◆ Source information ◆
============================================================
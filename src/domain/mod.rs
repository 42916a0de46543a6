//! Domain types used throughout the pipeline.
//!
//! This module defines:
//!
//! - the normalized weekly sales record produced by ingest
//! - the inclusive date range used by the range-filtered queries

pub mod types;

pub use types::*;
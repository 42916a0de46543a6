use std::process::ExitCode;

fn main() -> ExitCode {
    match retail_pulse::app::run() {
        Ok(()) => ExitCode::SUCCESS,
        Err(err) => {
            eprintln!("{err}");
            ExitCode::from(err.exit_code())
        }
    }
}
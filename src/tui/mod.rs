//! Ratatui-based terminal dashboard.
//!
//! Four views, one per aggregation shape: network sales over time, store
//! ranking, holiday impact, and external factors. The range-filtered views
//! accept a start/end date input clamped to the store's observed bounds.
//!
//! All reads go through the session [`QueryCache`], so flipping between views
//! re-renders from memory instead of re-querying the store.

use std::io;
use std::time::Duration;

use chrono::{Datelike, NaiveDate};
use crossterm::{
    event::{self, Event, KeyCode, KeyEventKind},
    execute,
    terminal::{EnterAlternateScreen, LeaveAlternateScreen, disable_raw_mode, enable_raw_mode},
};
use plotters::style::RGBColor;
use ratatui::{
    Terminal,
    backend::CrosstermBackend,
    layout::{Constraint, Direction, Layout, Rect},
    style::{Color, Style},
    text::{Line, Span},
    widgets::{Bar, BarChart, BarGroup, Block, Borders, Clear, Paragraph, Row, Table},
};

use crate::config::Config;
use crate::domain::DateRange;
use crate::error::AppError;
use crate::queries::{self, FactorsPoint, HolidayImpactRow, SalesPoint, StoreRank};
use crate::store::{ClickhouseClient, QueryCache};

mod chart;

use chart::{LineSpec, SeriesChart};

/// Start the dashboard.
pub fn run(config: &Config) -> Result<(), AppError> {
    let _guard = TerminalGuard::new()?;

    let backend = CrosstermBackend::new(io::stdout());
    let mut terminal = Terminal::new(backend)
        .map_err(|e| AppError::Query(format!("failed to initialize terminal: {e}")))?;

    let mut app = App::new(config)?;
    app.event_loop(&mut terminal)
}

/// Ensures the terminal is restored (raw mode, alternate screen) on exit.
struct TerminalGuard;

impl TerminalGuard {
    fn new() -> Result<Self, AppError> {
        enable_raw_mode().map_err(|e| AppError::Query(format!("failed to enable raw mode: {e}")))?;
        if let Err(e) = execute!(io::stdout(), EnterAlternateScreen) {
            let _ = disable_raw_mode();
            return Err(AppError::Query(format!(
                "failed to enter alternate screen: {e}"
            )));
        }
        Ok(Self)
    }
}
============================================================
◆ Goal of the exercise ◆
The answer must be the same records, repeated exactly and in full.

◆ Solution for this task ◆
filename src/domain/mod.rs
repository 42916a0de46543a6
//! Domain types used throughout the pipeline.
//!
//! This module defines:
//!
//! - the normalized weekly sales record produced by ingest
//! - the inclusive date range used by the range-filtered queries

pub mod types;

pub use types::*;
repository 42916a0de46543a6
use std::process::ExitCode;

fn main() -> ExitCode {
    match retail_pulse::app::run() {
        Ok(()) => ExitCode::SUCCESS,
        Err(err) => {
            eprintln!("{err}");
            ExitCode::from(err.exit_code())
        }
    }
}
filename src/tui/mod.rs
//! Ratatui-based terminal dashboard.
//!
//! Four views, one per aggregation shape: network sales over time, store
//! ranking, holiday impact, and external factors. The range-filtered views
//! accept a start/end date input clamped to the store's observed bounds.
//!
//! All reads go through the session [`QueryCache`], so flipping between views
//! re-renders from memory instead of re-querying the store.

use std::io;
use std::time::Duration;

use chrono::{Datelike, NaiveDate};
use crossterm::{
    event::{self, Event, KeyCode, KeyEventKind},
    execute,
    terminal::{EnterAlternateScreen, LeaveAlternateScreen, disable_raw_mode, enable_raw_mode},
};
use plotters::style::RGBColor;
use ratatui::{
    Terminal,
    backend::CrosstermBackend,
    layout::{Constraint, Direction, Layout, Rect},
    style::{Color, Style},
    text::{Line, Span},
    widgets::{Bar, BarChart, BarGroup, Block, Borders, Clear, Paragraph, Row, Table},
};

use crate::config::Config;
use crate::domain::DateRange;
use crate::error::AppError;
use crate::queries::{self, FactorsPoint, HolidayImpactRow, SalesPoint, StoreRank};
use crate::store::{ClickhouseClient, QueryCache};

mod chart;

use chart::{LineSpec, SeriesChart};

/// Start the dashboard.
pub fn run(config: &Config) -> Result<(), AppError> {
    let _guard = TerminalGuard::new()?;

    let backend = CrosstermBackend::new(io::stdout());
    let mut terminal = Terminal::new(backend)
        .map_err(|e| AppError::Query(format!("failed to initialize terminal: {e}")))?;

    let mut app = App::new(config)?;
    app.event_loop(&mut terminal)
}

/// Ensures the terminal is restored (raw mode, alternate screen) on exit.
struct TerminalGuard;

impl TerminalGuard {
    fn new() -> Result<Self, AppError> {
        enable_raw_mode().map_err(|e| AppError::Query(format!("failed to enable raw mode: {e}")))?;
        if let Err(e) = execute!(io::stdout(), EnterAlternateScreen) {
            let _ = disable_raw_mode();
            return Err(AppError::Query(format!(
                "failed to enter alternate screen: {e}"
            )));
        }
        Ok(Self)
    }
}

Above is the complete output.